→ **Material shown**:
// ─────────────────────────────────────────────────────────────────────
// SCPN Fusion Core — Fusion Types
// © 1998–2026 Miroslav Šotek. All rights reserved.
// Contact: www.anulum.li | protoscience@anulum.li
// ORCID: https://orcid.org/0009-0009-3560-0851
// License: GNU AGPL v3 | Commercial licensing available
// ─────────────────────────────────────────────────────────────────────
pub mod config;
pub mod error;
pub mod grid;
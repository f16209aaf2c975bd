//! Well-known role name constants.
//!
//! These must match the check constraint in `20260301000001_create_users_table.sql`.

pub const ROLE_ADMIN: &str = "admin";
pub const ROLE_USER: &str = "user";

/// Every role an identity may hold.
pub const KNOWN_ROLES: &[&str] = &[ROLE_ADMIN, ROLE_USER];

/// Returns `true` if `role` is one of [`KNOWN_ROLES`].
pub fn is_known_role(role: &str) -> bool {
    KNOWN_ROLES.contains(&role)
}
//! Stateless JWT access tokens.
//!
//! Access tokens are HMAC-signed JWTs (HS256 unless configured otherwise)
//! containing a [`Claims`] payload. There is no server-side token state: a
//! token is valid until its `exp` passes and cannot be revoked earlier.

use std::fmt;
use std::str::FromStr;
use std::sync::Arc;

use chrono::Duration;
use jsonwebtoken::errors::ErrorKind;
use jsonwebtoken::{decode, encode, Algorithm, DecodingKey, EncodingKey, Header, Validation};
use serde::{Deserialize, Serialize};
use warden_core::clock::Clock;
use warden_core::error::AuthError;
use warden_core::principal::Principal;

use crate::config::{parse_or, required, ConfigError, EnvSource};

/// JWT claims embedded in every access token.
#[derive(Debug, Serialize, Deserialize, Clone, PartialEq, Eq)]
pub struct Claims {
    /// Subject -- the user's id, as a string.
    pub sub: String,
    /// The user's role name (e.g. `"admin"`, `"user"`).
    pub role: String,
    /// Issued-at time (UTC Unix timestamp).
    pub iat: i64,
    /// Expiration time (UTC Unix timestamp).
    pub exp: i64,
}

/// Configuration for JWT token generation and validation.
#[derive(Clone)]
pub struct JwtConfig {
    /// HMAC secret used to sign and verify tokens.
    pub secret: String,
    /// HMAC algorithm (HS256, HS384 or HS512).
    pub algorithm: Algorithm,
    /// Access token lifetime in minutes (default: 15).
    pub access_token_expiry_mins: i64,
}

/// Default access token expiry in minutes.
const DEFAULT_ACCESS_EXPIRY_MINS: i64 = 15;

/// Longest accepted access token expiry: one year.
pub const MAX_ACCESS_EXPIRY_MINS: i64 = 60 * 24 * 365;

impl fmt::Debug for JwtConfig {
    fn fmt(&self, f: &mut fmt::Formatter<'_>) -> fmt::Result {
        f.debug_struct("JwtConfig")
            .field("secret", &"<redacted>")
            .field("algorithm", &self.algorithm)
            .field("access_token_expiry_mins", &self.access_token_expiry_mins)
            .finish()
    }
}

impl JwtConfig {
    /// | Env Var                  | Required | Default |
    /// |--------------------------|----------|---------|
    /// | `JWT_SECRET`             | **yes**  | --      |
    /// | `JWT_ALGORITHM`          | no       | `HS256` |
    /// | `JWT_ACCESS_EXPIRY_MINS` | no       | `15`    |
    pub fn from_source(env: EnvSource<'_>) -> Result<Self, ConfigError> {
        let secret = required(env, "JWT_SECRET")?;

        let algorithm = match env("JWT_ALGORITHM") {
            Some(raw) => Algorithm::from_str(raw.trim()).map_err(|e| ConfigError::Invalid {
                name: "JWT_ALGORITHM",
                reason: e.to_string(),
            })?,
            None => Algorithm::HS256,
        };
        if !matches!(algorithm, Algorithm::HS256 | Algorithm::HS384 | Algorithm::HS512) {
            return Err(ConfigError::Invalid {
                name: "JWT_ALGORITHM",
                reason: "only HS256, HS384 and HS512 are supported".into(),
            });
        }

        let access_token_expiry_mins: i64 =
            parse_or(env, "JWT_ACCESS_EXPIRY_MINS", DEFAULT_ACCESS_EXPIRY_MINS)?;
        if !(1..=MAX_ACCESS_EXPIRY_MINS).contains(&access_token_expiry_mins) {
            return Err(ConfigError::Invalid {
                name: "JWT_ACCESS_EXPIRY_MINS",
                reason: format!("must be between 1 and {MAX_ACCESS_EXPIRY_MINS}"),
            });
        }

        Ok(Self {
            secret,
            algorithm,
            access_token_expiry_mins,
        })
    }

    /// Token lifetime, clamped to `1..=MAX_ACCESS_EXPIRY_MINS` minutes.
    pub fn access_token_ttl(&self) -> Duration {
        Duration::minutes(self.access_token_expiry_mins.clamp(1, MAX_ACCESS_EXPIRY_MINS))
    }
}

struct Keys {
    encoding: EncodingKey,
    decoding: DecodingKey,
}

/// Issues and verifies access tokens.
///
/// The signing key is fixed at construction and shared read-only, so a single
/// service can be cloned into every request handler.
#[derive(Clone)]
pub struct TokenService {
    keys: Option<Arc<Keys>>,
    algorithm: Algorithm,
    clock: Arc<dyn Clock>,
}

impl TokenService {
    /// An empty secret leaves the service without a key; every call then fails
    /// with [`AuthError::Signing`].
    pub fn new(config: &JwtConfig, clock: Arc<dyn Clock>) -> Self {
        let keys = (!config.secret.is_empty()).then(|| {
            Arc::new(Keys {
                encoding: EncodingKey::from_secret(config.secret.as_bytes()),
                decoding: DecodingKey::from_secret(config.secret.as_bytes()),
            })
        });
        Self {
            keys,
            algorithm: config.algorithm,
            clock,
        }
    }

    fn keys(&self) -> Result<&Keys, AuthError> {
        self.keys
            .as_deref()
            .ok_or_else(|| AuthError::Signing("no signing key configured".into()))
    }

    /// Sign a token for `principal` valid for `ttl` from now.
    pub fn issue(&self, principal: &Principal, ttl: Duration) -> Result<String, AuthError> {
        if ttl <= Duration::zero() {
            return Err(AuthError::Signing("token lifetime must be positive".into()));
        }
        let keys = self.keys()?;

        let now = self.clock.now();
        let expires_at = now
            .checked_add_signed(ttl)
            .ok_or_else(|| AuthError::Signing("token lifetime out of range".into()))?;
        let claims = Claims {
            sub: principal.subject_id.clone(),
            role: principal.role.clone(),
            iat: now.timestamp(),
            exp: expires_at.timestamp(),
        };

        encode(&Header::new(self.algorithm), &claims, &keys.encoding)
            .map_err(|e| AuthError::Signing(e.to_string()))
    }

    /// Verify a token and recover the [`Principal`] it carries.
    pub fn verify(&self, token: &str) -> Result<Principal, AuthError> {
        let claims = self.decode_claims(token)?;
        Ok(Principal::new(claims.sub, claims.role))
    }

    /// Verify a token and return its full claims.
    ///
    /// Checks structure, then signature, then expiry against the injected clock.
    pub fn decode_claims(&self, token: &str) -> Result<Claims, AuthError> {
        let keys = self.keys()?;

        let mut validation = Validation::new(self.algorithm);
        // Expiry is checked below against the injected clock, without leeway.
        validation.validate_exp = false;
        validation.leeway = 0;

        let claims = decode::<Claims>(token, &keys.decoding, &validation)
            .map_err(classify)?
            .claims;

        if self.clock.now().timestamp() > claims.exp {
            return Err(AuthError::TokenExpired);
        }
        Ok(claims)
    }
}

fn classify(err: jsonwebtoken::errors::Error) -> AuthError {
    match err.kind() {
        ErrorKind::InvalidSignature | ErrorKind::InvalidAlgorithm => AuthError::InvalidSignature,
        ErrorKind::ExpiredSignature => AuthError::TokenExpired,
        _ => AuthError::MalformedToken,
    }
}
//! Warden API server library.
//!
//! Exposes the building blocks (config, state, services, error handling,
//! routes) so integration tests and the binary entrypoint can both access them.

pub mod auth;
pub mod config;
pub mod error;
pub mod extract;
pub mod handlers;
pub mod middleware;
pub mod router;
pub mod routes;
pub mod services;
pub mod state;
//! HTTP-level integration tests for the `/users` resource and its policies.

mod common;

use axum::http::StatusCode;
use common::{body_json, get_auth, login, put_json_auth, sign_up, ADMIN_LOGIN, ADMIN_PASSWORD};
use serde_json::json;

const PASSWORD: &str = "correct-horse-battery";

/// Sign up `login_id` and return `(id, token)`.
async fn user_with_token(t: &common::TestApp, login_id: &str) -> (i64, String) {
    let created = sign_up(t.app(), login_id, PASSWORD).await;
    let id = created["id"].as_i64().expect("id should be numeric");
    (id, login(t.app(), login_id, PASSWORD).await)
}

// ---------------------------------------------------------------------------
// Listing and viewing
// ---------------------------------------------------------------------------

#[tokio::test]
async fn test_admin_lists_users() {
    let t = common::build_test_app().await;
    sign_up(t.app(), "alice", PASSWORD).await;
    let admin = login(t.app(), ADMIN_LOGIN, ADMIN_PASSWORD).await;

    let response = get_auth(t.app(), "/api/v1/users", &admin).await;
    assert_eq!(response.status(), StatusCode::OK);

    let json = body_json(response).await;
    let logins: Vec<&str> = json
        .as_array()
        .expect("array")
        .iter()
        .filter_map(|u| u["login_id"].as_str())
        .collect();
    assert_eq!(logins, vec![ADMIN_LOGIN, "alice"]);
}

#[tokio::test]
async fn test_non_admin_cannot_list_users() {
    let t = common::build_test_app().await;
    let (_, token) = user_with_token(&t, "alice").await;

    let response = get_auth(t.app(), "/api/v1/users", &token).await;
    assert_eq!(response.status(), StatusCode::FORBIDDEN);
    assert_eq!(body_json(response).await["error"], "Forbidden");
}

#[tokio::test]
async fn test_user_views_self_but_not_others() {
    let t = common::build_test_app().await;
    let (alice_id, alice) = user_with_token(&t, "alice").await;
    let (bob_id, _) = user_with_token(&t, "bob").await;

    let own = get_auth(t.app(), &format!("/api/v1/users/{alice_id}"), &alice).await;
    assert_eq!(own.status(), StatusCode::OK);

    let other = get_auth(t.app(), &format!("/api/v1/users/{bob_id}"), &alice).await;
    assert_eq!(other.status(), StatusCode::FORBIDDEN);
}

#[tokio::test]
async fn test_admin_views_missing_user_is_404() {
    let t = common::build_test_app().await;
    let admin = login(t.app(), ADMIN_LOGIN, ADMIN_PASSWORD).await;

    let response = get_auth(t.app(), "/api/v1/users/9999", &admin).await;
    assert_eq!(response.status(), StatusCode::NOT_FOUND);
}

// ---------------------------------------------------------------------------
// Password changes
// ---------------------------------------------------------------------------

#[tokio::test]
async fn test_owner_changes_password() {
    let t = common::build_test_app().await;
    let (id, token) = user_with_token(&t, "alice").await;

    let response = put_json_auth(
        t.app(),
        &format!("/api/v1/users/{id}/password"),
        json!({ "current_password": PASSWORD, "new_password": "a-brand-new-password" }),
        &token,
    )
    .await;
    assert_eq!(response.status(), StatusCode::NO_CONTENT);

    login(t.app(), "alice", "a-brand-new-password").await;
}

#[tokio::test]
async fn test_password_change_with_wrong_current_is_400() {
    let t = common::build_test_app().await;
    let (id, token) = user_with_token(&t, "alice").await;

    let response = put_json_auth(
        t.app(),
        &format!("/api/v1/users/{id}/password"),
        json!({ "current_password": "wrong-current-pass", "new_password": "a-brand-new-password" }),
        &token,
    )
    .await;
    // The bearer token is fine; only the submitted password is wrong.
    assert_eq!(response.status(), StatusCode::BAD_REQUEST);
    let json = body_json(response).await;
    assert_eq!(json["code"], "VALIDATION_ERROR");
    assert_eq!(json["error"], "Current password is incorrect");

    let response = get_auth(t.app(), "/api/v1/auth/me", &token).await;
    assert_eq!(response.status(), StatusCode::OK);
}

#[tokio::test]
async fn test_admin_cannot_change_someone_elses_password() {
    let t = common::build_test_app().await;
    let (id, _) = user_with_token(&t, "alice").await;
    let admin = login(t.app(), ADMIN_LOGIN, ADMIN_PASSWORD).await;

    let response = put_json_auth(
        t.app(),
        &format!("/api/v1/users/{id}/password"),
        json!({ "current_password": PASSWORD, "new_password": "a-brand-new-password" }),
        &admin,
    )
    .await;
    assert_eq!(response.status(), StatusCode::FORBIDDEN);
}

// ---------------------------------------------------------------------------
// Role changes
// ---------------------------------------------------------------------------

#[tokio::test]
async fn test_admin_promotes_user() {
    let t = common::build_test_app().await;
    let (id, old_token) = user_with_token(&t, "alice").await;
    let admin = login(t.app(), ADMIN_LOGIN, ADMIN_PASSWORD).await;

    let response = put_json_auth(
        t.app(),
        &format!("/api/v1/users/{id}/role"),
        json!({ "role": "admin" }),
        &admin,
    )
    .await;
    assert_eq!(response.status(), StatusCode::OK);
    assert_eq!(body_json(response).await["role"], "admin");

    // Existing tokens keep their role claim until they expire.
    let response = get_auth(t.app(), "/api/v1/users", &old_token).await;
    assert_eq!(response.status(), StatusCode::FORBIDDEN);

    let fresh = login(t.app(), "alice", PASSWORD).await;
    let response = get_auth(t.app(), "/api/v1/users", &fresh).await;
    assert_eq!(response.status(), StatusCode::OK);
}

#[tokio::test]
async fn test_admin_cannot_change_own_role() {
    let t = common::build_test_app().await;
    let admin = login(t.app(), ADMIN_LOGIN, ADMIN_PASSWORD).await;
    let me = body_json(get_auth(t.app(), "/api/v1/auth/me", &admin).await).await;
    let id = me["id"].as_i64().expect("id should be numeric");

    let response = put_json_auth(
        t.app(),
        &format!("/api/v1/users/{id}/role"),
        json!({ "role": "user" }),
        &admin,
    )
    .await;
    assert_eq!(response.status(), StatusCode::FORBIDDEN);
}

#[tokio::test]
async fn test_unknown_role_is_400() {
    let t = common::build_test_app().await;
    let (id, _) = user_with_token(&t, "alice").await;
    let admin = login(t.app(), ADMIN_LOGIN, ADMIN_PASSWORD).await;

    let response = put_json_auth(
        t.app(),
        &format!("/api/v1/users/{id}/role"),
        json!({ "role": "superuser" }),
        &admin,
    )
    .await;
    assert_eq!(response.status(), StatusCode::BAD_REQUEST);
}

#[tokio::test]
async fn test_user_cannot_change_roles() {
    let t = common::build_test_app().await;
    let (id, token) = user_with_token(&t, "alice").await;

    let response = put_json_auth(
        t.app(),
        &format!("/api/v1/users/{id}/role"),
        json!({ "role": "admin" }),
        &token,
    )
    .await;
    assert_eq!(response.status(), StatusCode::FORBIDDEN);
}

→ **What is needed**:
Copy out each line of the material that holds the word "numeric".

→ **Solution to the exercise**:
    let id = created["id"].as_i64().expect("id should be numeric");
    let id = me["id"].as_i64().expect("id should be numeric");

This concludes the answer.